⟨

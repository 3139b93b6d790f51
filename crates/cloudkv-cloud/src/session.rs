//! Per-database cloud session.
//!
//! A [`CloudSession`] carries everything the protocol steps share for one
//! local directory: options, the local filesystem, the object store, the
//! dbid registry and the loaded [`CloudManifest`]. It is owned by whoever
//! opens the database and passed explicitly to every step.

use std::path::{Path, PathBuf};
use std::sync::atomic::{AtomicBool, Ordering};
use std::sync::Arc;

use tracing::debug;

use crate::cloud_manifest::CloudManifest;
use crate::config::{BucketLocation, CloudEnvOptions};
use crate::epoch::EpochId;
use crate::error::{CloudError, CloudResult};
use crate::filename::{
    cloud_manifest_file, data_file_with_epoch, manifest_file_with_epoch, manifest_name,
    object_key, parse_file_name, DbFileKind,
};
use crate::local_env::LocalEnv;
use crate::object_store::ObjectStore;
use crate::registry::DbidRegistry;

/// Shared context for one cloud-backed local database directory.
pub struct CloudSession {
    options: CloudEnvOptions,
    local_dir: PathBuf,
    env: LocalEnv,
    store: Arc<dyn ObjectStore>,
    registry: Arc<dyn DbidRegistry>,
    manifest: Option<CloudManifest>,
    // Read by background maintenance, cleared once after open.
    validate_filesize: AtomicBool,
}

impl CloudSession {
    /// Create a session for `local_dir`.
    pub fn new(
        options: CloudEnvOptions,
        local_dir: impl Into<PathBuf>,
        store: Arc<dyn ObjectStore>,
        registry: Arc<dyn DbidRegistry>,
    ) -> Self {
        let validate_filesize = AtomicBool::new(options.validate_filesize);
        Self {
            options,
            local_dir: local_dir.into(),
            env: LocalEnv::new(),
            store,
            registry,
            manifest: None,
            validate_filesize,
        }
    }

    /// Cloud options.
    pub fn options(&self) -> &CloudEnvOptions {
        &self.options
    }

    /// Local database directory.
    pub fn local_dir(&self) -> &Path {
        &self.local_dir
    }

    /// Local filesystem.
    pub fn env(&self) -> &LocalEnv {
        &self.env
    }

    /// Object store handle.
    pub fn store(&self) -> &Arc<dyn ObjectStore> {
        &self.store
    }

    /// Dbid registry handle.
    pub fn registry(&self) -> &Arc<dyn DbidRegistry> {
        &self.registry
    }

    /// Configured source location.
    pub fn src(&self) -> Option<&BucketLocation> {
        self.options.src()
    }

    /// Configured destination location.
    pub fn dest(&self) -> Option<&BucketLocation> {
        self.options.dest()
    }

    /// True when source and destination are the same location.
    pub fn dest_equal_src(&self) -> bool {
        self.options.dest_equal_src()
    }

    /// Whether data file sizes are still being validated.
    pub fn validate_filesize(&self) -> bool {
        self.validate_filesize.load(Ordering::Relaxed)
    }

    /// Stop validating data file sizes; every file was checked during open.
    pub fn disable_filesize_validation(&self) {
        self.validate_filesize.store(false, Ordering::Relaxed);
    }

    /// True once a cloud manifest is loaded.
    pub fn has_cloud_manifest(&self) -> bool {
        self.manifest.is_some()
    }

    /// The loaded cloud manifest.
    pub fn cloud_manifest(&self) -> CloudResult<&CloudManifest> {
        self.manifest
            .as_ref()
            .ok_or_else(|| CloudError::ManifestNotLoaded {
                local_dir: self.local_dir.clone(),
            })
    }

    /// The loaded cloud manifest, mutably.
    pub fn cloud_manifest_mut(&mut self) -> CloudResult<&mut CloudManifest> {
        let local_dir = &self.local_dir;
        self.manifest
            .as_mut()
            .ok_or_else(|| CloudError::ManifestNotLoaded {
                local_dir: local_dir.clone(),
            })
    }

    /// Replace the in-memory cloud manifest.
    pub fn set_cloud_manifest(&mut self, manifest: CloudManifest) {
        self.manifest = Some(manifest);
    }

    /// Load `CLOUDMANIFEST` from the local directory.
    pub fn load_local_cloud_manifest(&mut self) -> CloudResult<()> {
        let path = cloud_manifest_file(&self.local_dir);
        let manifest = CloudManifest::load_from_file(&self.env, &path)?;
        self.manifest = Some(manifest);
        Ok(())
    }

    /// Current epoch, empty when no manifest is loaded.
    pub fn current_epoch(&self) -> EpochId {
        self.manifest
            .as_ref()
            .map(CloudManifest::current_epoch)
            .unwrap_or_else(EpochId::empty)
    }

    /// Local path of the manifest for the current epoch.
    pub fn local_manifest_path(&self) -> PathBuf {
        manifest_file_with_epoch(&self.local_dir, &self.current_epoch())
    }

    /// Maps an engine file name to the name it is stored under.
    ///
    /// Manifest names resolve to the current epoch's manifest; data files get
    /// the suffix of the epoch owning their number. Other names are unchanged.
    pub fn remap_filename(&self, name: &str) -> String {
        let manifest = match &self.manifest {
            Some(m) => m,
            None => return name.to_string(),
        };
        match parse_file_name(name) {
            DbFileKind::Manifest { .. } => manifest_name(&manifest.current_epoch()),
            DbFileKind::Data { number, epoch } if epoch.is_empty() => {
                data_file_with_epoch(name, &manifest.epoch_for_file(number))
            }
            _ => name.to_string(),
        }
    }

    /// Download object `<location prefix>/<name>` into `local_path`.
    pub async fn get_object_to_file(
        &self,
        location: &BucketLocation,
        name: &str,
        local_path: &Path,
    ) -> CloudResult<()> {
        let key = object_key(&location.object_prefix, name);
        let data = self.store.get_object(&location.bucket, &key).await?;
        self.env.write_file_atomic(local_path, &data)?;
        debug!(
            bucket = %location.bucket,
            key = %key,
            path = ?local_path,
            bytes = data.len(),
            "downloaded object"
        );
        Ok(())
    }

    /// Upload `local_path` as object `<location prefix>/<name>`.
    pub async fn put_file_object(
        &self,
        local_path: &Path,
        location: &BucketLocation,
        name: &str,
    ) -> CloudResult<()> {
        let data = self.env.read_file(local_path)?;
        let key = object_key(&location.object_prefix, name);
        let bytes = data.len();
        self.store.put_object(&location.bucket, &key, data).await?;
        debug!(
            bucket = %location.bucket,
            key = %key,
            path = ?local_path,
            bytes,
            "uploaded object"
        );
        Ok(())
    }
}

⟩
⟨

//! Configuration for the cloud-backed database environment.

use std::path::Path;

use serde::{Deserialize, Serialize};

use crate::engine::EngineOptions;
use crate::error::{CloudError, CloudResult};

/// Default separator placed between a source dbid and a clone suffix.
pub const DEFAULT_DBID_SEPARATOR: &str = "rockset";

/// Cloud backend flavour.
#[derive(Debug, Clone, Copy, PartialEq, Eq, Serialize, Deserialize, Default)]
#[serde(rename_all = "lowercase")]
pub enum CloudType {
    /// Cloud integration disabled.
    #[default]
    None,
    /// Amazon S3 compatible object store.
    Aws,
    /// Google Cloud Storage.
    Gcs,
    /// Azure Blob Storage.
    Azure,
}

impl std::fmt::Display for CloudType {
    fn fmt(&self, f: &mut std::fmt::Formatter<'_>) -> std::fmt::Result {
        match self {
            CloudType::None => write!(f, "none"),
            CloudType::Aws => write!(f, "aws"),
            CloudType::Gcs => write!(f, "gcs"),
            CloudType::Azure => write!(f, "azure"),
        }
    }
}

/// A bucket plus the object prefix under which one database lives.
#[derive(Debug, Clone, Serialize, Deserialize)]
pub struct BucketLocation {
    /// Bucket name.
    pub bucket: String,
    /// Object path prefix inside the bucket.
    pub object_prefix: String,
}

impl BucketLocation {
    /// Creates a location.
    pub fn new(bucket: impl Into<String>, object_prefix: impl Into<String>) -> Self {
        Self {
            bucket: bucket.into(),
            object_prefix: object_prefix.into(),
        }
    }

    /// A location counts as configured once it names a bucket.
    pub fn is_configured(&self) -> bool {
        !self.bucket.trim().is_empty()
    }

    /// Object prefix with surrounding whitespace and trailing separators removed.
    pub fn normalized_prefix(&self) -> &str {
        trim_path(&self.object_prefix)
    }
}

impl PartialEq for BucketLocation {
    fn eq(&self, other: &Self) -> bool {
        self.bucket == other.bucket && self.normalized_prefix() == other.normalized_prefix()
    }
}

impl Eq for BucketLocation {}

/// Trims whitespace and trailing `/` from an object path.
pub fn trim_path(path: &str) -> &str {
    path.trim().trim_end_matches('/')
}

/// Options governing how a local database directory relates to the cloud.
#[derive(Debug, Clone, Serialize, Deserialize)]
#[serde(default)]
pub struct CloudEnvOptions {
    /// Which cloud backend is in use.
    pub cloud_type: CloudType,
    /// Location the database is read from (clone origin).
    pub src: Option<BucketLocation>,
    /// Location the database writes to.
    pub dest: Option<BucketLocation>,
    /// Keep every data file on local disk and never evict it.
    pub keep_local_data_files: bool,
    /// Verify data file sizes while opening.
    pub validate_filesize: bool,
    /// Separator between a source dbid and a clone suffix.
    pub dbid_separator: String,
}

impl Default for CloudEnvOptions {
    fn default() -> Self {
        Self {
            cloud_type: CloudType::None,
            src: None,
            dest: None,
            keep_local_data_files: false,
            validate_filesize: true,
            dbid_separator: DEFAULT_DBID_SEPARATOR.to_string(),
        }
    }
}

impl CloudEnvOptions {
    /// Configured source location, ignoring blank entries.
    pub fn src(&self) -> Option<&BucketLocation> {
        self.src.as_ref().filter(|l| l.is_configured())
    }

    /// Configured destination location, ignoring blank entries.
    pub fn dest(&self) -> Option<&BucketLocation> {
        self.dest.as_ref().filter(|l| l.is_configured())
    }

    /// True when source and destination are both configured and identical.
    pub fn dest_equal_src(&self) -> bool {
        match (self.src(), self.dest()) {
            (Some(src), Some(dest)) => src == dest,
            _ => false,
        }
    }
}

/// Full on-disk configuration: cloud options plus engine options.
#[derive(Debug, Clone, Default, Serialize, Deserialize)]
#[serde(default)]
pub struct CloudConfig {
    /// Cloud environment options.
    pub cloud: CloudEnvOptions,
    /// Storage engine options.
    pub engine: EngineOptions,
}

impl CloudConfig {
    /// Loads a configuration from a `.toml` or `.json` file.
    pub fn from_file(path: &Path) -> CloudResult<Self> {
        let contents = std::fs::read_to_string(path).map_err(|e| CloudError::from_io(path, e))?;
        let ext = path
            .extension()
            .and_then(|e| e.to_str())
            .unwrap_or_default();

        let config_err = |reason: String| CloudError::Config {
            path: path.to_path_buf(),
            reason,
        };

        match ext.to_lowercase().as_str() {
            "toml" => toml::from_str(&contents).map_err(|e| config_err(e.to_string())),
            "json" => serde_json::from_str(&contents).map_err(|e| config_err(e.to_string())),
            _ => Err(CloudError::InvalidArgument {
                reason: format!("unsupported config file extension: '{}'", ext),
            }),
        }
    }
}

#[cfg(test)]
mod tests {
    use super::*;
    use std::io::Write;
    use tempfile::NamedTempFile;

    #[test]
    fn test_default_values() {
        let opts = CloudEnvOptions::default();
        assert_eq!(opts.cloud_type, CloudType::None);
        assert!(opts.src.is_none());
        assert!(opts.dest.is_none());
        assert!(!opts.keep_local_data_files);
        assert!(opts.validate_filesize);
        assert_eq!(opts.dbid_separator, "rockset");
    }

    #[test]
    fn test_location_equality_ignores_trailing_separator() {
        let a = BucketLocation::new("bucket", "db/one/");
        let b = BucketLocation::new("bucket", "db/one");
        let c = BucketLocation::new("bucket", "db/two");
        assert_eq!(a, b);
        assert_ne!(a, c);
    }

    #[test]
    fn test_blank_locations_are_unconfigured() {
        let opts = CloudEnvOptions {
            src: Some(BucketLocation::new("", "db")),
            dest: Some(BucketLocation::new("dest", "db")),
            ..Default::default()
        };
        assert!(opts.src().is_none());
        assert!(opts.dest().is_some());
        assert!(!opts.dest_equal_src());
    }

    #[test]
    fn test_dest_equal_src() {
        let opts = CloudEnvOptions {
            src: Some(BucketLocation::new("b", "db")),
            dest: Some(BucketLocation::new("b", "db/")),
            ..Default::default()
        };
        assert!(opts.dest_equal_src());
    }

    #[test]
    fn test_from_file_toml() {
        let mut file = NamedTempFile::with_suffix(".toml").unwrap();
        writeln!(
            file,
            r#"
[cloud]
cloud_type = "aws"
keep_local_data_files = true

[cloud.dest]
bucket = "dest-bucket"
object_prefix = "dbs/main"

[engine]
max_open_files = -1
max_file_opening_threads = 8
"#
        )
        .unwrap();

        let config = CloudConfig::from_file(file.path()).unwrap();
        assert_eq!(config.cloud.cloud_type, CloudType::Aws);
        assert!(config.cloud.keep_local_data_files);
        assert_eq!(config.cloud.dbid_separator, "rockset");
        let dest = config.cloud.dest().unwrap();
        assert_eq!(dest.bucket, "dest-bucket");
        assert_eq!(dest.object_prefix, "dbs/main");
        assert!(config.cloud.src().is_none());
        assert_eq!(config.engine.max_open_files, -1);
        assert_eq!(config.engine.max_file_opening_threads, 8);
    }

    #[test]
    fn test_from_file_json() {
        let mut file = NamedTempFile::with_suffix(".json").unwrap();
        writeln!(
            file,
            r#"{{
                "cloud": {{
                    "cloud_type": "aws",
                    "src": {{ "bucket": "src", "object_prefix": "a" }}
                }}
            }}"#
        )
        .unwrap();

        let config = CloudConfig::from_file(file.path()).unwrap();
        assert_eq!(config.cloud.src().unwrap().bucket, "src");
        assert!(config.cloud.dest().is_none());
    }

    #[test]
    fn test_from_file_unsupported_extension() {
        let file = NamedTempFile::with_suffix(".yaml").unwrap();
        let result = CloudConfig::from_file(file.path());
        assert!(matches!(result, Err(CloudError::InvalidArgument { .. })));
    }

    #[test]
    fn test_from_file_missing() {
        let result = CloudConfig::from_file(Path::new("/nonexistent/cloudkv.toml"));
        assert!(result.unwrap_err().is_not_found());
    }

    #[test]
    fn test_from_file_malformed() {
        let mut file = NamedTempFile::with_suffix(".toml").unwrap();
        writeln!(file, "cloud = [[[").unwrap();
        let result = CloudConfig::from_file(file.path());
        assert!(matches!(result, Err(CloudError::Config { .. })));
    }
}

⟩
⟨

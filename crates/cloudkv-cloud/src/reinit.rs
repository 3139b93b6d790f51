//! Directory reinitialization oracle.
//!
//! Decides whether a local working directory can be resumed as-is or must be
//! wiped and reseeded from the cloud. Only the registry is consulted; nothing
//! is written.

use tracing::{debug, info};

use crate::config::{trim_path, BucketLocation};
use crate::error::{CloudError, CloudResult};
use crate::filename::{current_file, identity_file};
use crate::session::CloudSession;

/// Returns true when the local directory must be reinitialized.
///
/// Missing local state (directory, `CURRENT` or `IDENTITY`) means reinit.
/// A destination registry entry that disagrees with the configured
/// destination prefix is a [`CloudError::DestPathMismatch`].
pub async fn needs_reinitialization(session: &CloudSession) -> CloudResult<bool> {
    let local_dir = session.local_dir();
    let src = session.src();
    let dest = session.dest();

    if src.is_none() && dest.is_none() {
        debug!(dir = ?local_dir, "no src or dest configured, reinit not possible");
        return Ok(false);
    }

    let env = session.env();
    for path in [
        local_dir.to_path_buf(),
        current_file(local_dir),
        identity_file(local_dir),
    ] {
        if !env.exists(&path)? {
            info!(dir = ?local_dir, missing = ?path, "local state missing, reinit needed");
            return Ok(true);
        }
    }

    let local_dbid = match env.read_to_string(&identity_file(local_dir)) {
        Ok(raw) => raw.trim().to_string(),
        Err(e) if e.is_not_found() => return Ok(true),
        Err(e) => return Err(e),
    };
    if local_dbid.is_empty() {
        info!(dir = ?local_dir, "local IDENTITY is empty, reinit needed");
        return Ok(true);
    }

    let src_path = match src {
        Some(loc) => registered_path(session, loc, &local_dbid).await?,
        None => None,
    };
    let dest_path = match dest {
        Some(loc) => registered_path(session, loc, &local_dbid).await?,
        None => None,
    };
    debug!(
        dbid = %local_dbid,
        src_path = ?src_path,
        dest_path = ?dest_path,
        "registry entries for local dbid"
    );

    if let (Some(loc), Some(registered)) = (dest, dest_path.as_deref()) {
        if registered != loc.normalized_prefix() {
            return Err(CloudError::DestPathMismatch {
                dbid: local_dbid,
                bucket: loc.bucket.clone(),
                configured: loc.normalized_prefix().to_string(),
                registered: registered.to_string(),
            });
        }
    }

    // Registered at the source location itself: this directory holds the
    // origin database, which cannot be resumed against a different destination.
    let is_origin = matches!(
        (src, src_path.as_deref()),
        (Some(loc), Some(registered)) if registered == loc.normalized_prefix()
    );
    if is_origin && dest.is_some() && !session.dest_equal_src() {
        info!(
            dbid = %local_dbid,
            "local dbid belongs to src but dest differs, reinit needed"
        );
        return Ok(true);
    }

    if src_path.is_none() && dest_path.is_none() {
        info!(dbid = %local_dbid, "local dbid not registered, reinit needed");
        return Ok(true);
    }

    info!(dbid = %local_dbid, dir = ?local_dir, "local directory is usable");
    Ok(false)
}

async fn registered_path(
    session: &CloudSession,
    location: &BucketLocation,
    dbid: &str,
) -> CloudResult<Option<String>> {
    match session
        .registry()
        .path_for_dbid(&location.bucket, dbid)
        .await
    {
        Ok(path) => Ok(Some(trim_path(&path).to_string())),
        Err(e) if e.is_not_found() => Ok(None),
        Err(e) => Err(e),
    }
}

⟩

Task goal. Give back exactly the lines of the listing above that run from the line with "Storage engine options." to the line with "let ext = path", inclusive.

Exercise solution.
    /// Storage engine options.
    pub engine: EngineOptions,
}

impl CloudConfig {
    /// Loads a configuration from a `.toml` or `.json` file.
    pub fn from_file(path: &Path) -> CloudResult<Self> {
        let contents = std::fs::read_to_string(path).map_err(|e| CloudError::from_io(path, e))?;
        let ext = path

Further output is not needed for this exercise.